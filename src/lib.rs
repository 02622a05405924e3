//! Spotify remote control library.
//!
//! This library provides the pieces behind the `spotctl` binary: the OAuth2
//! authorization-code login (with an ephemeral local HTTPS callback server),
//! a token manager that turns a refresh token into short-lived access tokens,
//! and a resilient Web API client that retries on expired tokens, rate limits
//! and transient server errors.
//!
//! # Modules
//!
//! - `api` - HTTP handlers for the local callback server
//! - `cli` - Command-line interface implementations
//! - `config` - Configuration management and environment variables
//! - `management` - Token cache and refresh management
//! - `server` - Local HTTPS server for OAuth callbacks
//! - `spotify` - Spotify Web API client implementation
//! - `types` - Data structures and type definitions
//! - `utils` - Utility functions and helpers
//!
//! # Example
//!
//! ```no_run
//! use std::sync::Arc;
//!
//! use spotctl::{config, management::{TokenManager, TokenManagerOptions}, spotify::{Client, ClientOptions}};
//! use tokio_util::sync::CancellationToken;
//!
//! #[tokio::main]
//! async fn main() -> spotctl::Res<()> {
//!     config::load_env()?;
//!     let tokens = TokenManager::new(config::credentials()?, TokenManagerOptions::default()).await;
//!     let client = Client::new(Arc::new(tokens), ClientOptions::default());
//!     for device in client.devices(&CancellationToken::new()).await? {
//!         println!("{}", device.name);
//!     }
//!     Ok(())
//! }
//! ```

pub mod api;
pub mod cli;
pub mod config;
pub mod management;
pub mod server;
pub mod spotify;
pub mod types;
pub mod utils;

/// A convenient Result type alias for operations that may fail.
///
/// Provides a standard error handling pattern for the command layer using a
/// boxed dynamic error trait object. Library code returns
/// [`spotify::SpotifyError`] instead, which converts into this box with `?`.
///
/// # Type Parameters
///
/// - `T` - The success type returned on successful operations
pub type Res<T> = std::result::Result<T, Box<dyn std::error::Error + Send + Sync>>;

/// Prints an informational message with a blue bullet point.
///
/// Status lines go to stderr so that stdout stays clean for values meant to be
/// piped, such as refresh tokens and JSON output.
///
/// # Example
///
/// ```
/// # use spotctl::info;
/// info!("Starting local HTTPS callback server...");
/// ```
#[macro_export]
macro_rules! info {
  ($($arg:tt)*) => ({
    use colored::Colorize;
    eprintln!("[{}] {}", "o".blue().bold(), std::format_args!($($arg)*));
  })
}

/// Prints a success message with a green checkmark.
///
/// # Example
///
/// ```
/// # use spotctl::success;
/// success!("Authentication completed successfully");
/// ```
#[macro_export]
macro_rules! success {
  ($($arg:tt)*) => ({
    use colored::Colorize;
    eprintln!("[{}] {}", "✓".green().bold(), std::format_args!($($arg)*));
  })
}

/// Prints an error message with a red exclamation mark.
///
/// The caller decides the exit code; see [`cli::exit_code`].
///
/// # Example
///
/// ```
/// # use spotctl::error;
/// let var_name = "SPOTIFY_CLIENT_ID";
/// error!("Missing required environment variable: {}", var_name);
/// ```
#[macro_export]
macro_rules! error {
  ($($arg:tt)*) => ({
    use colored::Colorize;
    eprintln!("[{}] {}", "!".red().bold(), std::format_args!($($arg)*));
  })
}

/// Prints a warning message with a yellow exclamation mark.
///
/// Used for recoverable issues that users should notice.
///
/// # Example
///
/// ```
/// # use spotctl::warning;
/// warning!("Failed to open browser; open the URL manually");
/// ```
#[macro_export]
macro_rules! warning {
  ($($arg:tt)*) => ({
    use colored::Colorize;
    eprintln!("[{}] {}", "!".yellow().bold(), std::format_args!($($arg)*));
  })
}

########################################

YOUR OBJECTIVE: Starting at the top of the data above, repeat every line exactly until the line containing "meant to be" has been given, then stop.

SOLUTION FOR THIS PROBLEM:
filename src/lib.rs
repository 02622a05405924e3
//! Spotify remote control library.
//!
//! This library provides the pieces behind the `spotctl` binary: the OAuth2
//! authorization-code login (with an ephemeral local HTTPS callback server),
//! a token manager that turns a refresh token into short-lived access tokens,
//! and a resilient Web API client that retries on expired tokens, rate limits
//! and transient server errors.
//!
//! # Modules
//!
//! - `api` - HTTP handlers for the local callback server
//! - `cli` - Command-line interface implementations
//! - `config` - Configuration management and environment variables
//! - `management` - Token cache and refresh management
//! - `server` - Local HTTPS server for OAuth callbacks
//! - `spotify` - Spotify Web API client implementation
//! - `types` - Data structures and type definitions
//! - `utils` - Utility functions and helpers
//!
//! # Example
//!
//! ```no_run
//! use std::sync::Arc;
//!
//! use spotctl::{config, management::{TokenManager, TokenManagerOptions}, spotify::{Client, ClientOptions}};
//! use tokio_util::sync::CancellationToken;
//!
//! #[tokio::main]
//! async fn main() -> spotctl::Res<()> {
//!     config::load_env()?;
//!     let tokens = TokenManager::new(config::credentials()?, TokenManagerOptions::default()).await;
//!     let client = Client::new(Arc::new(tokens), ClientOptions::default());
//!     for device in client.devices(&CancellationToken::new()).await? {
//!         println!("{}", device.name);
//!     }
//!     Ok(())
//! }
//! ```

pub mod api;
pub mod cli;
pub mod config;
pub mod management;
pub mod server;
pub mod spotify;
pub mod types;
pub mod utils;

/// A convenient Result type alias for operations that may fail.
///
/// Provides a standard error handling pattern for the command layer using a
/// boxed dynamic error trait object. Library code returns
/// [`spotify::SpotifyError`] instead, which converts into this box with `?`.
///
/// # Type Parameters
///
/// - `T` - The success type returned on successful operations
pub type Res<T> = std::result::Result<T, Box<dyn std::error::Error + Send + Sync>>;

/// Prints an informational message with a blue bullet point.
///
/// Status lines go to stderr so that stdout stays clean for values meant to be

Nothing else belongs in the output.